In [20]:
import requests
import fitz  # PyMuPDF
import csv
from selenium import webdriver
from selenium.webdriver.chrome.service import Service
from selenium.webdriver.common.by import By
from selenium.webdriver.chrome.options import Options
import re

# Path to your local chromedriver
chromedriver_path = "C:\\chromedriver-win64\\chromedriver.exe"

# Set up Selenium WebDriver
options = Options()
options.headless = False
service = Service(chromedriver_path)
driver = webdriver.Chrome(service=service, options=options)

# Open the URL
url = "https://www.cbsl.gov.lk/en/statistics/economic-indicators/price-report"
driver.get(url)

# Find the PDF link
first_pdf_link = driver.find_element(
    By.XPATH, "//a[contains(@href, 'price_report') and contains(@href, '.pdf')]"
).get_attribute("href")

print(f"The first Daily Price Report PDF link is: {first_pdf_link}")

# Download PDF
pdf_response = requests.get(first_pdf_link, verify=False)
pdf_path = "daily_price_report.pdf"
with open(pdf_path, 'wb') as f:
    f.write(pdf_response.content)

# Extract second page text
doc = fitz.open(pdf_path)
page = doc.load_page(1)
page_text = page.get_text("text")

# Close browser and doc
driver.quit()
doc.close()

# Process the text
lines = [line.strip() for line in page_text.split("\n") if line.strip()]

# Regex pattern to find the date in the header (assumes date format like "17 April 2025")
date_pattern = r"\d{1,2}\s\w+\s\d{4}"

# Search for the date in the text
date_match = re.search(date_pattern, page_text)

# If a date is found, use it.
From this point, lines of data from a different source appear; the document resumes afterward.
//! Throughput Benchmark for FlashKV Persist
//!
//! Measures per-key save/load, scans, the whole-file read-modify-write
//! cycle, the codec on its own, and concurrent writers sharing one database
//! lock.

use bytes::Bytes;
use criterion::{black_box, criterion_group, criterion_main, Criterion, Throughput};
use flashkv_persist::storage::{
    decode_value, encode_value, KeyStore, PerKeyBackend, SweepStore, Value, WholeFileBackend,
};
use std::sync::Arc;
use std::time::Duration;
use tempfile::TempDir;

const SERVER: &str = "bench";

/// Benchmark save_key on the per-key backends
fn bench_save(c: &mut Criterion) {
    let tmp = TempDir::new().unwrap();
    let json = PerKeyBackend::new(tmp.path().join("json"));
    let mjson = SweepStore::new(tmp.path().join("mjson"));

    let mut group = c.benchmark_group("save");
    group.throughput(Throughput::Elements(1));

    group.bench_function("json_small", |b| {
        let mut i = 0u64;
        let value = Value::bytes("small_value");
        b.iter(|| {
            let key = format!("key:{}", i % 10_000);
            json.save_key(SERVER, 0, key.as_bytes(), &value, None).unwrap();
            i += 1;
        });
    });

    group.bench_function("mjson_small", |b| {
        let mut i = 0u64;
        let value = Value::bytes("small_value");
        b.iter(|| {
            let key = format!("key:{}", i % 10_000);
            mjson.save_key(SERVER, 0, key.as_bytes(), &value, None).unwrap();
            i += 1;
        });
    });

    group.bench_function("json_large", |b| {
        let mut i = 0u64;
        let value = Value::bytes("x".repeat(64 * 1024)); // 64KB value
        b.iter(|| {
            let key = format!("large:{}", i % 1_000);
            json.save_key(SERVER, 0, key.as_bytes(), &value, None).unwrap();
            i += 1;
        });
    });

    group.finish();
}

/// Benchmark load_key hits and misses
fn bench_load(c: &mut Criterion) {
    let tmp = TempDir::new().unwrap();
    let store = PerKeyBackend::new(tmp.path());

    for i in 0..1_000 {
        let key = format!("key:{}", i);
        let value = Value::bytes(format!("value:{}", i));
        store.save_key(SERVER, 0, key.as_bytes(), &value, None).unwrap();
    }

    let mut group = c.benchmark_group("load");
    group.throughput(Throughput::Elements(1));

    group.bench_function("load_existing", |b| {
        let mut i = 0u64;
        b.iter(|| {
            let key = format!("key:{}", i % 1_000);
            black_box(store.load_key(SERVER, 0, key.as_bytes()).unwrap());
            i += 1;
        });
    });

    group.bench_function("load_missing", |b| {
        let mut i = 0u64;
        b.iter(|| {
            let key = format!("missing:{}", i);
            black_box(store.load_key(SERVER, 0, key.as_bytes()).unwrap());
            i += 1;
        });
    });

    group.bench_function("ttl", |b| {
        let mut i = 0u64;
        b.iter(|| {
            let key = format!("key:{}", i % 1_000);
            black_box(store.ttl(SERVER, 0, key.as_bytes()).unwrap());
            i += 1;
        });
    });

    group.finish();
}

/// Benchmark the whole-file read-modify-write cycle
fn bench_whole_file(c: &mut Criterion) {
    let tmp = TempDir::new().unwrap();
    let store = WholeFileBackend::new(tmp.path());

    for i in 0..500 {
        let key = format!("key:{}", i);
        store
            .save_key(SERVER, 0, key.as_bytes(), &Value::bytes("v"), None)
            .unwrap();
    }

    let mut group = c.benchmark_group("whole_file");
    group.throughput(Throughput::Elements(1));

    group.bench_function("save_key_500", |b| {
        let mut i = 0u64;
        b.iter(|| {
            let key = format!("key:{}", i % 500);
            store
                .save_key(SERVER, 0, key.as_bytes(), &Value::bytes("v2"), None)
                .unwrap();
            i += 1;
        });
    });

    group.bench_function("load_500", |b| {
        b.iter(|| black_box(store.load(SERVER, 0).unwrap()));
    });

    group.finish();
}

/// Benchmark the value codec without the filesystem
fn bench_codec(c: &mut Criterion) {
    let hash = Value::hash((0..100).map(|i| (format!("field:{}", i), format!("value:{}", i))));
    let list = Value::list((0..100).map(|i| Bytes::from(format!("item:{}", i))));

    let mut group = c.benchmark_group("codec");

    for (name, value) in [("hash_100", &hash), ("list_100", &list)] {
        let encoded = encode_value(value).unwrap();
        group.bench_function(format!("encode_{name}"), |b| {
            b.iter(|| black_box(encode_value(value).unwrap()));
        });
        group.bench_function(format!("decode_{name}"), |b| {
            b.iter(|| black_box(decode_value(&encoded).unwrap()));
        });
    }

    group.finish();
}

/// Benchmark concurrent writers on one database lock
fn bench_concurrent(c: &mut Criterion) {
    use std::thread;

    let tmp = TempDir::new().unwrap();
    let store = Arc::new(PerKeyBackend::new(tmp.path()));

    let mut group = c.benchmark_group("concurrent");
    group.measurement_time(Duration::from_secs(10));

    group.bench_function("4_threads_save_load", |b| {
        b.iter(|| {
            let handles: Vec<_> = (0..4)
                .map(|t| {
                    let store = Arc::clone(&store);
                    thread::spawn(move || {
                        for i in 0..250 {
                            let key = format!("key:{}:{}", t, i);
                            store
                                .save_key(SERVER, 0, key.as_bytes(), &Value::bytes("value"), None)
                                .unwrap();
                            store.load_key(SERVER, 0, key.as_bytes()).unwrap();
                        }
                    })
                })
                .collect();

            for handle in handles {
                handle.join().unwrap();
            }
        });
    });

    group.finish();
}

/// Benchmark KEYS-style scans
fn bench_scan(c: &mut Criterion) {
    let tmp = TempDir::new().unwrap();
    let store = PerKeyBackend::new(tmp.path());

    // Pre-populate with various key patterns
    for i in 0..300 {
        for prefix in ["user", "session", "cache"] {
            let key = format!("{}:{}", prefix, i);
            store
                .save_key(SERVER, 0, key.as_bytes(), &Value::bytes("data"), None)
                .unwrap();
        }
    }

    let mut group = c.benchmark_group("scan");

    group.bench_function("scan_pattern", |b| {
        b.iter(|| black_box(store.scan_keys(SERVER, 0, "user:*").unwrap().count()));
    });

    group.bench_function("keys_all", |b| {
        b.iter(|| black_box(store.keys(SERVER, 0).unwrap().count()));
    });

    group.finish();
}

criterion_group!(
    benches,
    bench_save,
    bench_load,
    bench_whole_file,
    bench_codec,
    bench_concurrent,
    bench_scan,
);

criterion_main!(benches);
If not, default to "Unknown"
date = date_match.group() if date_match else "Unknown"

# CSV output
csv_filename = "price_report.csv"
with open(csv_filename, mode='w', newline='', encoding='utf-8') as file:
    writer = csv.writer(file)
    writer.writerow(["Item", "Unit", "Yesterday Price", "Today Price", "Date"])

    # Extracting the data
    i = 0
    while i < len(lines) - 3:
        item = lines[i]
        unit_line = lines[i + 1]
        yesterday_price_line = lines[i + 2]
        today_price_line = lines[i + 3]

        if "Rs./" in unit_line:
            unit = unit_line
            yesterday_price = yesterday_price_line.split()[0] if yesterday_price_line.split() else "n.a."
            today_price = today_price_line.split()[0] if today_price_line.split() else "n.a."
            writer.writerow([item, unit, yesterday_price, today_price, date])
            i += 4  # Move to next block
        else:
            i += 1  # Skip if format doesn't match

print(f"\n✅ CSV with item, unit, yesterday price, today price, and date saved as: {csv_filename}")
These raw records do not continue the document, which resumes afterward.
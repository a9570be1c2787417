//! Background Expiry Sweeper
//!
//! Per-key stores evict an expired file lazily, the next time something
//! reads it. A key that expires and is never read again would sit on disk
//! forever, so the sweeping backend also runs "active expiry": a dedicated
//! thread that periodically walks every server and database directory under
//! the root and removes `.mjson` files whose header timestamp has passed.
//!
//! ## Design
//!
//! ```text
//!   ExpirySweeper::start
//!          │
//!          ▼
//!   ┌──────────────────────────────┐   stop() / drop
//!   │ loop:                        │◄──────────────── shutdown channel
//!   │   sweep_expired()            │
//!   │   log stats                  │
//!   │   wait(interval) or shutdown │
//!   └──────────────────────────────┘
//! ```
//!
//! The sweep reads only the header line of each file and holds the
//! `(server, db)` lock for one file at a time, so foreground calls wait at
//! most one file's worth of work. Errors on single files are counted and
//! skipped.

use crate::error::{StorageError, StorageResult};
use crate::storage::backend::{BackendKind, KeyStore, Keys};
use crate::storage::layout::PathLayout;
use crate::storage::locks::LockRegistry;
use crate::storage::per_key::{FileKeyStore, MarkedJsonFormat};
use crate::storage::value::{ExpireAt, Value};
use std::path::PathBuf;
use std::sync::mpsc::{self, RecvTimeoutError};
use std::sync::{Arc, Mutex};
use std::thread::{self, JoinHandle};
use std::time::Duration;
use tracing::{debug, info, trace, warn};

/// `.mjson` store swept by the background thread.
pub type SweepStore = FileKeyStore<MarkedJsonFormat>;

/// Outcome of one pass over the storage root.
#[derive(Debug, Clone, Copy, Default, PartialEq, Eq)]
pub struct SweepStats {
    /// Key files examined.
    pub scanned: usize,
    /// Key files removed because their expiry had passed.
    pub expired: usize,
    /// Key files that could not be read, parsed or removed.
    pub errors: usize,
}

/// Configuration for the expiry sweeper.
#[derive(Debug, Clone)]
pub struct ExpiryConfig {
    /// Pause between the end of one sweep and the start of the next.
    pub interval: Duration,
}

impl Default for ExpiryConfig {
    fn default() -> Self {
        Self {
            interval: Duration::from_secs(10),
        }
    }
}

/// A handle to the running expiry sweeper.
///
/// Dropping the handle stops the thread and waits for it to exit.
#[derive(Debug)]
pub struct ExpirySweeper {
    store: SweepStore,
    shutdown_tx: Option<mpsc::Sender<()>>,
    handle: Option<JoinHandle<()>>,
}

impl ExpirySweeper {
    /// Starts sweeping `store` on a background thread.
    pub fn start(store: SweepStore, config: ExpiryConfig) -> StorageResult<Self> {
        let (shutdown_tx, shutdown_rx) = mpsc::channel();
        let worker = store.clone();

        let handle = thread::Builder::new()
            .name("flashkv-sweeper".into())
            .spawn(move || sweeper_loop(worker, config, shutdown_rx))
            .map_err(|e| StorageError::io(store.layout().root(), e))?;

        info!(root = %store.layout().root().display(), "Background expiry sweeper started");

        Ok(Self {
            store,
            shutdown_tx: Some(shutdown_tx),
            handle: Some(handle),
        })
    }

    /// Runs one sweep on the calling thread.
    pub fn sweep_once(&self) -> StorageResult<SweepStats> {
        self.store.sweep_expired()
    }

    pub fn is_running(&self) -> bool {
        self.handle.is_some()
    }

    /// Signals the thread to exit and joins it. Idempotent.
    ///
    /// A sweep already in progress finishes first.
    pub fn stop(&mut self) {
        let Some(handle) = self.handle.take() else {
            return;
        };
        if let Some(tx) = self.shutdown_tx.take() {
            let _ = tx.send(());
        }
        if handle.join().is_err() {
            warn!("Expiry sweeper thread panicked");
        }
        info!("Background expiry sweeper stopped");
    }
}

impl Drop for ExpirySweeper {
    fn drop(&mut self) {
        self.stop();
    }
}

/// Sweeps once on start, so files left expired by an earlier process go
/// right away, then once per interval until shutdown.
fn sweeper_loop(store: SweepStore, config: ExpiryConfig, shutdown_rx: mpsc::Receiver<()>) {
    loop {
        match store.sweep_expired() {
            Ok(stats) => {
                trace!(
                    scanned = stats.scanned,
                    expired = stats.expired,
                    errors = stats.errors,
                    "Sweep finished"
                );
                if stats.expired > 0 {
                    debug!(expired = stats.expired, "Expired key files cleaned up");
                }
            }
            Err(e) => warn!(error = %e, "Sweep failed to walk storage root"),
        }

        match shutdown_rx.recv_timeout(config.interval) {
            Err(RecvTimeoutError::Timeout) => {}
            Ok(()) | Err(RecvTimeoutError::Disconnected) => {
                debug!("Expiry sweeper received shutdown signal");
                return;
            }
        }
    }
}

/// Per-key backend with `.mjson` files and a background sweeper.
///
/// The sweeper lives as long as the backend, or until
/// [`stop_sweeper`](Self::stop_sweeper) is called.
#[derive(Debug)]
pub struct SweepingBackend {
    store: SweepStore,
    sweeper: Mutex<Option<ExpirySweeper>>,
}

impl SweepingBackend {
    /// Opens a backend under `root` and starts its sweeper.
    pub fn new(root: impl Into<PathBuf>, config: ExpiryConfig) -> StorageResult<Self> {
        Self::with_locks(PathLayout::new(root), Arc::new(LockRegistry::new()), config)
    }

    pub fn with_locks(
        layout: PathLayout,
        locks: Arc<LockRegistry>,
        config: ExpiryConfig,
    ) -> StorageResult<Self> {
        let store = SweepStore::with_locks(layout, locks);
        let sweeper = ExpirySweeper::start(store.clone(), config)?;
        Ok(Self {
            store,
            sweeper: Mutex::new(Some(sweeper)),
        })
    }

    pub fn store(&self) -> &SweepStore {
        &self.store
    }

    /// Runs one sweep on the calling thread, independent of the background one.
    pub fn sweep_once(&self) -> StorageResult<SweepStats> {
        self.store.sweep_expired()
    }

    pub fn is_sweeping(&self) -> bool {
        self.sweeper
            .lock()
            .map(|guard| guard.as_ref().is_some_and(ExpirySweeper::is_running))
            .unwrap_or(false)
    }

    /// Stops the background sweeper. Reads still evict lazily afterwards.
    pub fn stop_sweeper(&self) {
        let sweeper = match self.sweeper.lock() {
            Ok(mut guard) => guard.take(),
            Err(poisoned) => poisoned.into_inner().take(),
        };
        // Joined outside the mutex
        drop(sweeper);
    }
}

impl KeyStore for SweepingBackend {
    fn kind(&self) -> BackendKind {
        BackendKind::PerKeySweep
    }

    fn save_key(
        &self,
        server: &str,
        db: u32,
        key: &[u8],
        value: &Value,
        expire_at: Option<ExpireAt>,
    ) -> StorageResult<()> {
        self.store.save_key(server, db, key, value, expire_at)
    }

    fn load_entry(
        &self,
        server: &str,
        db: u32,
        key: &[u8],
    ) -> StorageResult<Option<(Value, Option<ExpireAt>)>> {
        self.store.load_entry(server, db, key)
    }

    fn set_expiry(
        &self,
        server: &str,
        db: u32,
        key: &[u8],
        expire_at: Option<ExpireAt>,
    ) -> StorageResult<Option<Option<ExpireAt>>> {
        self.store.set_expiry(server, db, key, expire_at)
    }

    fn del_key(&self, server: &str, db: u32, key: &[u8]) -> StorageResult<bool> {
        self.store.del_key(server, db, key)
    }

    fn ttl(&self, server: &str, db: u32, key: &[u8]) -> StorageResult<i64> {
        self.store.ttl(server, db, key)
    }

    fn keys<'a>(&'a self, server: &'a str, db: u32) -> StorageResult<Keys<'a>> {
        self.store.keys(server, db)
    }

    fn scan_keys<'a>(&'a self, server: &'a str, db: u32, pattern: &str) -> StorageResult<Keys<'a>> {
        self.store.scan_keys(server, db, pattern)
    }

    fn flush_db(&self, server: &str, db: u32) -> StorageResult<()> {
        self.store.flush_db(server, db)
    }

    fn flush_all(&self) -> StorageResult<()> {
        self.store.flush_all()
    }
}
The first Daily Price Report PDF link is: https://www.cbsl.gov.lk/sites/default/files/cbslweb_documents/statistics/pricerpt/price_report_20250417_e.pdf





✅ CSV with item, unit, yesterday price, today price, and date saved as: price_report.csv


In [19]:
# import requests
# import fitz  # PyMuPDF
# import csv
# from selenium import webdriver
# from selenium.webdriver.chrome.service import Service
# from selenium.webdriver.common.by import By
# from selenium.webdriver.chrome.options import Options

# # Path to your local chromedriver
# chromedriver_path = "C:\\chromedriver-win64\\chromedriver.exe"
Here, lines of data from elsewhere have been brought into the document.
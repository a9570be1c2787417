//! The interface every persistence strategy implements.

use crate::error::StorageResult;
use crate::storage::value::{ExpireAt, Value};
use bytes::Bytes;
use std::fmt;
use std::str::FromStr;

/// Lazily evaluated key enumeration. Recomputed on every call, never cached.
pub type Keys<'a> = Box<dyn Iterator<Item = Bytes> + 'a>;

/// Which on-disk layout a backend uses.
///
/// The three layouts are independent: pointing one kind at data written by
/// another does not migrate or read it.
#[derive(Debug, Clone, Copy, PartialEq, Eq, Hash)]
pub enum BackendKind {
    /// `{server}/db{N}.json`, the whole keyspace in one JSON object.
    WholeFile,
    /// `{server}/db{N}/{key}.json`, one `item` node per key.
    PerKey,
    /// `{server}/db{N}/{key}.mjson`, expiry on the first line, swept in the background.
    PerKeySweep,
}

impl BackendKind {
    pub fn as_str(&self) -> &'static str {
        match self {
            BackendKind::WholeFile => "file",
            BackendKind::PerKey => "key",
            BackendKind::PerKeySweep => "sweep",
        }
    }
}

impl fmt::Display for BackendKind {
    fn fmt(&self, f: &mut fmt::Formatter<'_>) -> fmt::Result {
        f.write_str(self.as_str())
    }
}

impl FromStr for BackendKind {
    type Err = String;

    fn from_str(s: &str) -> Result<Self, Self::Err> {
        match s.trim().to_ascii_lowercase().as_str() {
            "file" | "whole-file" | "json" => Ok(BackendKind::WholeFile),
            "key" | "per-key" | "json2" => Ok(BackendKind::PerKey),
            "sweep" | "per-key-sweep" | "json3" => Ok(BackendKind::PerKeySweep),
            other => Err(format!(
                "unknown backend '{other}', expected one of: file, key, sweep"
            )),
        }
    }
}

/// Per-key persistence operations, addressed by `(server, db, key)`.
///
/// Every call takes the `(server, db)` lock from the backend's
/// [`LockRegistry`](crate::storage::LockRegistry) for the duration of one
/// file read or write.
///
/// Error policy: undecodable data reads as absent; I/O failures other than
/// "file not found" are returned.
pub trait KeyStore: Send + Sync + fmt::Debug {
    /// Which layout this backend writes.
    fn kind(&self) -> BackendKind;

    /// Persists `value` under `key`, replacing any previous value.
    fn save_key(
        &self,
        server: &str,
        db: u32,
        key: &[u8],
        value: &Value,
        expire_at: Option<ExpireAt>,
    ) -> StorageResult<()>;

    /// Loads a live value with its expiry. Expired entries are deleted and
    /// reported as absent.
    fn load_entry(
        &self,
        server: &str,
        db: u32,
        key: &[u8],
    ) -> StorageResult<Option<(Value, Option<ExpireAt>)>>;

    /// Loads a live value.
    fn load_key(&self, server: &str, db: u32, key: &[u8]) -> StorageResult<Option<Value>> {
        Ok(self.load_entry(server, db, key)?.map(|(value, _)| value))
    }

    /// Replaces the expiry of a live key, keeping its value, in one locked
    /// read-modify-write. Returns the previous expiry, or `None` when the key
    /// is absent (nothing is written then). An expiry in the past removes
    /// the key.
    fn set_expiry(
        &self,
        server: &str,
        db: u32,
        key: &[u8],
        expire_at: Option<ExpireAt>,
    ) -> StorageResult<Option<Option<ExpireAt>>>;

    /// Removes a key. Returns whether it existed.
    fn del_key(&self, server: &str, db: u32, key: &[u8]) -> StorageResult<bool>;

    /// `-2` when absent or expired, `-1` without expiry, otherwise whole seconds left.
    fn ttl(&self, server: &str, db: u32, key: &[u8]) -> StorageResult<i64>;

    /// Every live key of a database, in no particular order.
    fn keys<'a>(&'a self, server: &'a str, db: u32) -> StorageResult<Keys<'a>>;

    /// Live keys whose lossy text form matches a shell-glob pattern.
    fn scan_keys<'a>(&'a self, server: &'a str, db: u32, pattern: &str) -> StorageResult<Keys<'a>>;

    /// Deletes every key of one database.
    fn flush_db(&self, server: &str, db: u32) -> StorageResult<()>;

    /// Deletes every key of every database of every server under the root.
    fn flush_all(&self) -> StorageResult<()>;
}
# # Set up Selenium WebDriver
# options = Options()
# options.headless = False
# service = Service(chromedriver_path)
# driver = webdriver.Chrome(service=service, options=options)

# # Open the URL
# url = "https://www.cbsl.gov.lk/en/statistics/economic-indicators/price-report"
# driver.get(url)

# # Find the PDF link
# first_pdf_link = driver.find_element(
#     By.XPATH, "//a[contains(@href, 'price_report') and contains(@href, '.pdf')]"
# ).get_attribute("href")

# print(f"The first Daily Price Report PDF link is: {first_pdf_link}")

# # Download PDF
# pdf_response = requests.get(first_pdf_link, verify=False)
# pdf_path = "daily_price_report.pdf"
# with open(pdf_path, 'wb') as f:
#     f.write(pdf_response.content)

# # Extract second page text
# doc = fitz.open(pdf_path)
# page = doc.load_page(1)
# page_text = page.get_text("text")

# # Close browser and doc
# driver.quit()
# doc.close()

# # Process the text
# lines = [line.strip() for line in page_text.split("\n") if line.strip()]

# # CSV output
# csv_filename = "first_four_columns.csv"
# with open(csv_filename, mode='w', newline='', encoding='utf-8') as file:
#     writer = csv.writer(file)
#     writer.writerow(["Item", "Unit", "Wholesale Price", "Retail Price"])

#     i = 0
#     while i < len(lines) - 3:
#         item = lines[i]
#         unit_line = lines[i + 1]
#         wholesale_price_line = lines[i + 2]
#         retail_price_line = lines[i + 3]

#         if "Rs./" in unit_line:
#             unit = unit_line
#             wholesale_price = wholesale_price_line.split()[0] if wholesale_price_line.split() else "n.a."
#             retail_price = retail_price_line.split()[0] if retail_price_line.split() else "n.a."
#             writer.writerow([item, unit, wholesale_price, retail_price])
#             i += 4  # Move to next block
#         else:
#             i += 1  # Skip if format doesn't match

# print(f"\n✅ CSV with item, unit, wholesale price, and retail price saved as: {csv_filename}")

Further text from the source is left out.